The South Devon has a rich history going back to the early 1800s, and continues to keep the tradition of riding to scent-hounds alive over two centuries later.
George Templer
George Templer was a major local landowner, inheriting a range of important local industries from his father James Templer and grandather, also James Templer. The Templer family had made their fortune when the older James won the contract to rebuild Plymouth dockyard, using granite from Haytor. He built the grand Stover House (now the location of Stover School), and the younger James continued the family business, expanding into ball clay and building the Stover Canal.

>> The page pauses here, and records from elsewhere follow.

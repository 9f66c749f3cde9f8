use crate::error::{FifoError, FifoResult};
use std::fmt;
use std::io;
use std::ptr;

const PAGE_SIZE: usize = 4096;

/// A physically contiguous, CPU-mapped memory region.
///
/// The region is owned by whoever allocated it and must be returned through the same
/// [`PhysMemory`] that produced it.
#[derive(Debug)]
pub struct DmaBuffer {
    ptr: *mut u8,
    size: usize,
    phys: u64,
}

// The CPU mapping is only touched through `&mut self` writes or plain reads.
unsafe impl Send for DmaBuffer {}
unsafe impl Sync for DmaBuffer {}

impl DmaBuffer {
    /// Wraps an existing mapping.
    ///
    /// # Safety
    /// `ptr` must be valid for reads and writes of `size` bytes, 4-byte aligned, and stay
    /// mapped until the buffer is handed back to its allocator.
    #[must_use]
    pub const unsafe fn from_raw(ptr: *mut u8, size: usize, phys: u64) -> Self {
        Self { ptr, size, phys }
    }

    #[must_use]
    pub const fn phys(&self) -> u64 {
        self.phys
    }

    #[must_use]
    pub const fn size(&self) -> usize {
        self.size
    }

    #[must_use]
    pub const fn as_ptr(&self) -> *mut u8 {
        self.ptr
    }

    /// Number of 32-bit words the region holds.
    #[must_use]
    pub const fn words(&self) -> usize {
        self.size / 4
    }

    /// # Panics
    /// Panics if `index` is past the end of the region.
    pub fn write_u32(&mut self, index: usize, value: u32) {
        assert!(index < self.words(), "DMA write past end of buffer");
        // Safety: bounds checked above; the mapping is valid and aligned per `from_raw`.
        unsafe {
            ptr::write_volatile(self.ptr.cast::<u32>().add(index), value);
        }
    }

    /// # Panics
    /// Panics if `index` is past the end of the region.
    #[must_use]
    pub fn read_u32(&self, index: usize) -> u32 {
        assert!(index < self.words(), "DMA read past end of buffer");
        // Safety: bounds checked above; the mapping is valid and aligned per `from_raw`.
        unsafe { ptr::read_volatile(self.ptr.cast::<u32>().add(index)) }
    }
}

/// Allocator for memory the device reads by physical address (runlists, instance blocks).
pub trait PhysMemory: Send + Sync + fmt::Debug {
    /// Allocate a zeroed, contiguous region of at least `size` bytes.
    fn alloc(&self, size: usize) -> FifoResult<DmaBuffer>;

    /// Return a region obtained from [`Self::alloc`].
    fn free(&self, buf: DmaBuffer);
}

/// Host-memory backend: anonymous page-aligned mappings whose CPU address doubles as
/// the "physical" address. Used with simulated register spaces.
#[derive(Debug, Default, Clone, Copy)]
pub struct HostMemory;

impl PhysMemory for HostMemory {
    fn alloc(&self, size: usize) -> FifoResult<DmaBuffer> {
        let size = size.max(1).next_multiple_of(PAGE_SIZE);

        let ret = unsafe {
            libc::mmap(
                ptr::null_mut(),
                size,
                libc::PROT_READ | libc::PROT_WRITE,
                libc::MAP_PRIVATE | libc::MAP_ANONYMOUS,
                -1,
                0,
            )
        };

        if ret == libc::MAP_FAILED {
            let err = io::Error::last_os_error();
            log::error!("host memory: mmap of {size} bytes failed: {err}");
            return Err(FifoError::Io(err));
        }

        let ptr = ret.cast::<u8>();
        // Safety: a fresh anonymous mapping of `size` bytes, page aligned and zero filled.
        Ok(unsafe { DmaBuffer::from_raw(ptr, size, ptr as u64) })
    }

    fn free(&self, buf: DmaBuffer) {
        let ret = unsafe { libc::munmap(buf.ptr.cast(), buf.size) };
        if ret != 0 {
            log::warn!(
                "host memory: munmap of 0x{:x} failed: {}",
                buf.phys,
                io::Error::last_os_error()
            );
        }
    }
}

George was the third generation into the family business, and still owned the quarries at Haytor, building the Haytor Granite Tramway to transport rocks from the quarry down to his Stover Canal, and onto the docks he owned at Teignmouth.
As a keen sportsman, George kept a pack of foxhounds at Stover from the early 1800s, and these were the basis of the South Devon Hunt. He learnt much from the sporting parson, Jack Russell (later of terrier fame), and by 1810, South Devon hounds were being drafted to the prestigious Belvoir Hunt, which is a mark of some distinction and must have indicated their quality.

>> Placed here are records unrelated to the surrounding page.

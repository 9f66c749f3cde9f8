pub mod device;
pub mod memory;
pub mod regs;
pub mod sim;

pub use device::{Device, RawMmuFault, RegisterSpace};
pub use memory::{DmaBuffer, HostMemory, PhysMemory};
pub use sim::{HangMode, SimRegisters};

Much like the modern hunt, Templer was focused on the sport, rather than the killing of foxes. Whilst the modern hunt follows a scent and call off when live quarry is found, in those times George would catch and release foxes the hounds came upon, rather than kill them. One fox – the Bold Dragoon – was noted as being caught no fewer than thirty-six times.

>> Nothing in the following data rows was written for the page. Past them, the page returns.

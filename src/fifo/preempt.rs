use super::Fifo;
use super::channel::{ChannelError, ChannelState};
use super::config::Timing;
use super::engine::{EngineInfo, Target, UnitStatus};
use crate::error::{FifoError, FifoResult};
use crate::utils::poll_with_backoff;
use std::time::Duration;

impl Fifo {
    /// Polls `done` with the configured backoff until it holds or `timeout` passes.
    pub(super) fn wait_hw(&self, timeout: Duration, done: impl FnMut() -> bool) -> bool {
        match self.config.timing {
            Timing::Simulated => true,
            Timing::Wallclock => poll_with_backoff(
                self.config.poll.initial_delay,
                self.config.poll.max_delay,
                timeout,
                done,
            ),
        }
    }

    pub(super) fn set_sched_disabled(&self, runlist_mask: u32, disabled: bool) {
        if runlist_mask == 0 {
            return;
        }
        let _rmw = self.sched_disable_lock.lock();
        self.device.set_sched_disabled(runlist_mask, disabled);
    }

    pub(super) fn engine(&self, engine_id: u32) -> FifoResult<&EngineInfo> {
        self.config
            .engines
            .iter()
            .find(|e| e.id == engine_id)
            .ok_or(FifoError::InvalidEngine(engine_id))
    }

    // ===========================================================================================
    // Preemption
    // ===========================================================================================

    pub fn preempt_channel(&self, chid: u32) -> FifoResult<()> {
        if self.channel(chid)?.state() == ChannelState::Free {
            return Err(FifoError::InvalidChannel(chid));
        }
        self.preempt_target(Target::Channel(chid))
    }

    pub fn preempt_group(&self, gid: u32) -> FifoResult<()> {
        self.group(gid)?;
        self.preempt_target(Target::Group(gid))
    }

    /// Issues a preempt and waits for it. A preempt that never completes means the context
    /// cannot be stopped by request, so it is recovered and [`FifoError::PreemptFailed`]
    /// is returned.
    fn preempt_target(&self, target: Target) -> FifoResult<()> {
        let done = {
            let _preempt = self.preempt_lock.lock();
            self.device.issue_preempt(target.id(), target.kind());
            self.wait_hw(self.config.poll.preempt_timeout, || {
                !self.device.preempt_pending()
            })
        };
        if done {
            log::trace!("fifo: preempted {target}");
            return Ok(());
        }

        log::error!("fifo: preempt of {target} timed out");
        self.recover_target(target, ChannelError::IdleTimeout);
        Err(FifoError::PreemptFailed {
            id: target.id(),
            kind: target.kind(),
        })
    }

    // ===========================================================================================
    // Engine activity
    // ===========================================================================================

    /// Stops the scheduler from picking new work for an engine's runlist and preempts what is
    /// resident on its PBDMA and on the engine itself.
    ///
    /// A busy engine is refused with [`FifoError::EngineBusy`] unless `wait_for_idle` is set,
    /// in which case the engine is also waited on after the preempts. On any failure the
    /// runlist is re-enabled before the error is returned.
    pub fn disable_engine_activity(&self, engine_id: u32, wait_for_idle: bool) -> FifoResult<()> {
        let engine = *self.engine(engine_id)?;
        let _sched = self.sched_lock.lock();

        let status = UnitStatus::decode(self.device.engine_status(engine.id));
        if status.busy && !wait_for_idle {
            return Err(FifoError::EngineBusy(engine.id));
        }

        self.set_sched_disabled(1 << engine.runlist_id, true);
        if let Err(e) = self.quiesce_engine(&engine, wait_for_idle) {
            log::error!("fifo: disabling engine {} failed: {e}", engine.id);
            self.set_sched_disabled(1 << engine.runlist_id, false);
            return Err(e);
        }
        log::debug!("fifo: engine {} activity disabled", engine.id);
        Ok(())
    }

    fn quiesce_engine(&self, engine: &EngineInfo, wait_for_idle: bool) -> FifoResult<()> {
        let pbdma = UnitStatus::decode(self.device.pbdma_status(engine.pbdma_id)).resident();
        if let Some(target) = pbdma {
            self.preempt_target(target)?;
        }

        let resident = UnitStatus::decode(self.device.engine_status(engine.id)).resident();
        if let Some(target) = resident.filter(|t| Some(*t) != pbdma) {
            self.preempt_target(target)?;
        }

        if wait_for_idle {
            self.wait_engine_idle(engine.id)?;
        }
        Ok(())
    }

    pub fn enable_engine_activity(&self, engine_id: u32) -> FifoResult<()> {
        let engine = self.engine(engine_id)?;
        let _sched = self.sched_lock.lock();
        self.set_sched_disabled(1 << engine.runlist_id, false);
        log::debug!("fifo: engine {} activity enabled", engine.id);
        Ok(())
    }

    /// Disables every engine; if one fails, the ones already disabled are re-enabled.
    pub fn disable_all_engine_activity(&self, wait_for_idle: bool) -> FifoResult<()> {
        let _sched = self.sched_lock.lock();
        let ids: Vec<u32> = self.config.engines.iter().map(|e| e.id).collect();
        for (done, &id) in ids.iter().enumerate() {
            if let Err(e) = self.disable_engine_activity(id, wait_for_idle) {
                for &prev in &ids[..done] {
                    if let Err(err) = self.enable_engine_activity(prev) {
                        log::error!("fifo: re-enabling engine {prev}: {err}");
                    }
                }
                return Err(e);
            }
        }
        Ok(())
    }

    pub fn enable_all_engine_activity(&self) -> FifoResult<()> {
        let _sched = self.sched_lock.lock();
        for engine in &self.config.engines {
            self.enable_engine_activity(engine.id)?;
        }
        Ok(())
    }

    /// Waits for an engine to go idle; if it never does, whatever runs on it is recovered
    /// and [`FifoError::EngineIdleFailed`] is returned.
    pub fn wait_engine_idle(&self, engine_id: u32) -> FifoResult<()> {
        let engine = *self.engine(engine_id)?;
        let idle = self.wait_hw(self.config.poll.idle_timeout, || {
            !UnitStatus::decode(self.device.engine_status(engine.id)).busy
        });
        if idle {
            return Ok(());
        }

        log::error!("fifo: engine {} did not go idle", engine.id);
        self.recover_engine(&engine, ChannelError::IdleTimeout);
        Err(FifoError::EngineIdleFailed { engine: engine.id })
    }
}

He was a better sportman than businessman, and ended up having to sell most of his estate to the Duke of Somerset, although he remained the company’s main agent, and still managed to sell the granite for London Bridge.
This did mean the sale of Stover, of which he wrote this poem.
Stover, farewell! Still fancy’s hand shall trace
Thy pleasures past in all their former grace;
And I will wear and cherish, though we part,
The dear remembrance ever at my heart.
Not as the hare whom hounds and horn pursue
In timid constancy I cling to you;
But, like the bolder chase, resolved, I fly,
That where I may not live I will not die.George Templer
He later returned to the area after a few years abroad and built the large Sandford Orleigh house only a couple of miles from his old estate at Stover. He also returned to the hunt, but sadly died at home in 1843, following an accident whilst hunting.